Which CMS Is The Best For SEO?

Sebastian
5 min readApr 4, 2021

40% of the web is powered by WordPress, and it only seems to be moving in one direction: up and to the right. As SEOs and others continue to promote it as the ideal CMS, that trend does not seem to be stalling any time soon.

Having said that, I’ve always had my issues with WordPress. Not just as a CMS, but as one specifically for SEO. Sure, it has many great features and an overall solid foundation for creating a well optimized website, but is it the most ideal?

I have my suspicions, to say the least.

The lack of critical features that I would assume at this point should be a requirement, such as sitemap files, lazy loading, CDN support, security, spam prevention, redirects, permalinks, canonicalization, HTML-friendly editors, code snippet management and link management to name a few. Yes, most-if-not-all of these can be found via third-party plugins, but that is the point: Why do we need to download extra plugins for basic features? Why would we need to go through the trouble of testing multiple plugins for each problem we are looking to solve, testing them all out then uninstalling the ones we didn’t like, and now have to constantly update the one we kept, rejecting their constant reminders that they have a PREMIUM version of their plugin with extra features for $49 a year? It’s bad enough they serve as a potential security threat, now they are also a load on our server and a constant annoyance to deal with. Multiply this by 10X, and you’ll begin to see what an average SEO has to deal with on a daily basis with WordPress.

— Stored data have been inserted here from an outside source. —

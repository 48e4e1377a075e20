//! Frame-loop owner of the atom collection

use atom_physics::{Atom, AtomId, Bond, RandomSource, Settings, SettingsError};
use glam::Vec3;

use crate::{AtomSnapshot, ParticleInstance, SimulationParams};

#[derive(Debug, Clone, PartialEq, thiserror::Error)]
pub enum SimulationError {
    #[error("invalid settings: {0}")]
    Settings(#[from] SettingsError),
    #[error("time scale must be finite and non-negative, got {0}")]
    InvalidTimeScale(f32),
    #[error("simulation already holds the maximum of {max} atoms")]
    CapacityReached { max: usize },
    #[error("no atom with id {0:?}")]
    UnknownAtom(AtomId),
    #[error("an atom cannot bond to itself")]
    SelfBond,
}

/// Owns every atom and steps them once per frame.
///
/// Input handling and rendering read from and poke at this; the atoms
/// themselves never see more than their own `update(dt)`.
pub struct AtomSimulation {
    atoms: Vec<Atom>,
    settings: Settings,
    params: SimulationParams,

    paused: bool,
    show_orbital_paths: bool,

    elapsed: f32,
    ticks: u64,
}

impl AtomSimulation {
    pub fn new(settings: Settings, params: SimulationParams) -> Result<Self, SimulationError> {
        settings.validate()?;
        check_time_scale(params.time_scale)?;

        log::info!(
            "Initializing AtomSimulation (max {} atoms, time scale {})",
            params.max_atoms,
            params.time_scale
        );

        Ok(Self {
            atoms: Vec::with_capacity(params.max_atoms),
            settings,
            params,
            paused: false,
            show_orbital_paths: true,
            elapsed: 0.0,
            ticks: 0,
        })
    }

    /// Spawn `initial_atoms` random atoms, stopping early at capacity.
    /// Returns how many were added.
    pub fn populate<R: RandomSource + ?Sized>(&mut self, rng: &mut R) -> usize {
        let mut spawned = 0;
        for _ in 0..self.params.initial_atoms {
            if self.spawn_random(rng).is_err() {
                break;
            }
            spawned += 1;
        }
        log::info!("✓ Spawned {spawned} atoms");
        spawned
    }

    pub fn spawn_random<R: RandomSource + ?Sized>(
        &mut self,
        rng: &mut R,
    ) -> Result<AtomId, SimulationError> {
        self.ensure_capacity()?;
        let atom = Atom::create_random(self.settings, rng);
        Ok(self.insert(atom))
    }

    pub fn spawn_element<R: RandomSource + ?Sized>(
        &mut self,
        atomic_number: u32,
        neutron_count: Option<u32>,
        position: Vec3,
        rng: &mut R,
    ) -> Result<AtomId, SimulationError> {
        self.ensure_capacity()?;
        let atom =
            Atom::create_element(atomic_number, neutron_count, position, self.settings, rng);
        Ok(self.insert(atom))
    }

    fn ensure_capacity(&self) -> Result<(), SimulationError> {
        if self.atoms.len() >= self.params.max_atoms {
            return Err(SimulationError::CapacityReached {
                max: self.params.max_atoms,
            });
        }
        Ok(())
    }

    fn insert(&mut self, atom: Atom) -> AtomId {
        let id = atom.id();
        log::debug!(
            "Added {} ({}) at {:?}",
            atom.element_name(),
            atom.element_symbol(),
            atom.position
        );
        self.atoms.push(atom);
        id
    }

    /// Advance every atom by `dt` scaled by the time scale. No-op while paused.
    pub fn step<R: RandomSource + ?Sized>(&mut self, dt: f32, rng: &mut R) {
        if self.paused {
            return;
        }

        let scaled_dt = dt * self.params.time_scale;
        for atom in &mut self.atoms {
            atom.update(scaled_dt, rng);
        }

        self.elapsed += scaled_dt;
        self.ticks += 1;
    }

    /// Drop every atom
    pub fn clear(&mut self) {
        log::info!("Clearing {} atoms", self.atoms.len());
        self.atoms.clear();
    }

    /// Returns the new paused state
    pub fn toggle_pause(&mut self) -> bool {
        self.paused = !self.paused;
        self.paused
    }

    /// Returns whether trails are now shown
    pub fn toggle_orbital_paths(&mut self) -> bool {
        self.show_orbital_paths = !self.show_orbital_paths;
        self.show_orbital_paths
    }

    pub fn set_time_scale(&mut self, time_scale: f32) -> Result<(), SimulationError> {
        check_time_scale(time_scale)?;
        self.params.time_scale = time_scale;
        Ok(())
    }

    /// Link two atoms. The bond is recorded on both sides.
    pub fn bond(&mut self, a: AtomId, b: AtomId, order: u8) -> Result<(), SimulationError> {
        if a == b {
            return Err(SimulationError::SelfBond);
        }
        let ia = self.index_of(a)?;
        let ib = self.index_of(b)?;

        self.atoms[ia].bonds.push(Bond { partner: b, order });
        self.atoms[ib].bonds.push(Bond { partner: a, order });
        Ok(())
    }

    fn index_of(&self, id: AtomId) -> Result<usize, SimulationError> {
        self.atoms
            .iter()
            .position(|atom| atom.id() == id)
            .ok_or(SimulationError::UnknownAtom(id))
    }

    pub fn atom(&self, id: AtomId) -> Option<&Atom> {
        self.atoms.iter().find(|atom| atom.id() == id)
    }

    pub fn atom_mut(&mut self, id: AtomId) -> Option<&mut Atom> {
        self.atoms.iter_mut().find(|atom| atom.id() == id)
    }

    pub fn atoms(&self) -> &[Atom] {
        &self.atoms
    }

    pub fn settings(&self) -> &Settings {
        &self.settings
    }

    pub fn params(&self) -> &SimulationParams {
        &self.params
    }

    pub fn is_paused(&self) -> bool {
        self.paused
    }

    pub fn shows_orbital_paths(&self) -> bool {
        self.show_orbital_paths
    }

    /// Simulated time, after time scaling
    pub fn elapsed(&self) -> f32 {
        self.elapsed
    }

    /// Steps taken while unpaused
    pub fn ticks(&self) -> u64 {
        self.ticks
    }

    pub fn snapshot(&self) -> Vec<AtomSnapshot> {
        self.atoms.iter().map(AtomSnapshot::from).collect()
    }

    /// Instance data for every particle of every atom
    pub fn particle_instances(&self) -> Vec<ParticleInstance> {
        self.atoms
            .iter()
            .flat_map(Atom::particles)
            .map(ParticleInstance::from)
            .collect()
    }

    /// Electron trails, oldest point first. Empty while trails are hidden.
    pub fn orbital_paths(&self) -> Vec<Vec<Vec3>> {
        if !self.show_orbital_paths {
            return Vec::new();
        }

        self.atoms
            .iter()
            .flat_map(Atom::electrons)
            .filter_map(|electron| electron.orbital_path())
            .map(|path| path.iter().copied().collect())
            .collect()
    }
}

fn check_time_scale(time_scale: f32) -> Result<(), SimulationError> {
    if !time_scale.is_finite() || time_scale < 0.0 {
        return Err(SimulationError::InvalidTimeScale(time_scale));
    }
    Ok(())
}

WordPress is like any other living thing — it needs constant monitoring and maintenance. The necessity of plugins & themes and their mandatory updates (at the risk of hacks and vulnerabilities) is a necessary evil at this point. The question does come to mind, though: Is there anything better out there?

Some have motioned in the direction of Ghost, an open source CMS which started as a blogging platform in 2013 but has evolved into a powerful solution for any serious business owner. Having an experimental content site currently living on WordPress, I decided to replicate it on Ghost and see how it fared in overall optimization potential. Here is what I found:

URL Permalinks

It’s nice knowing Ghost doesn’t require me to go into the settings to specify that I want the URL to reflect the title of the post! I don’t think any website owner wants their slugs to include the date, the author, or some other random string or parameter. It’s clear and logical: they give us what we want. Common sense prevails. Case closed.

Structured Data

Code injection for headers and footers? Yes please. Facebook and Twitter card insertions? Absolutely. So simple, yet so effective and appreciated. It’s especially useful when certain structured data needs to be included for some pages, and not others. Surprisingly, I was expecting more social cards, but perhaps that is the err of the channels themselves, rather than of Ghost. Easy points here for the devs.

Meta Elements + Canonicalization

Perhaps the game changer is something as simple as the meta data tab. Ghost makes it easy. Change the title the search engine sees when they crawl the page. Tell the robots what the page is about with the meta description. Instruct them on the correct canonicalized page, if necessary. The results preview is also a nice touch. Why doesn’t every CMS have this setup as default?

Sitemap.xml

It’s surprising that in 2021 WordPress still doesn’t auto-generate XML sitemaps. It’s not a difficult thing to implement, and yet they fail to do so. Ghost does a nice enough job, although it would still be great to have the option to decide whether the sitemap should be split up by category and taxonomy. Maybe on the next update.

CDN

Ghost, of course, offers a fully managed service with an end-to-end infrastructure and a deep integration with Cloudflare as the edge CDN, which is configured and optimized to serve your site with the best performance possible. No need to download the plugin, then edit it on your account, then manage the DNS switches, then check to see if it has propagated. Granted, this may fall on the hosting company moreso than the CMS, but regardless, WordPress does NOT make it easy to feature a CDN; something we would’ve expected by now.

Security

Perhaps the strongest aspect of Ghost is in its security. While not a SEO feature per se, it still requires a mention due to the growing trend toward security from search engines, as we’ve seen with the HTTPS requirement set by Google a while ago.

Ghost automatically configures SSL certificates by default. Brute force protection exists, with user login attempts and password reset requests limited to 5 per hour, per IP. Encoded tokens, password hashing, SQL injection & cross site scripting (XSS) prevention all come standard. It’s the make-or-break deal for many users.

Verdict?

When it comes to ease-of-use, design, speed and security, Ghost wins as a CMS. It is hard to deny that. In terms of scale, customization, price and overall flexibility, WordPress is still the winner, however. Unfortunately, SEO lies somewhere in the middle of both. We have hope for both CMS’ to iterate and strike the perfect balance of simplicity and dexterity to where the choice will be literally foolproof. Until then, we just have to pick one and hope for the best.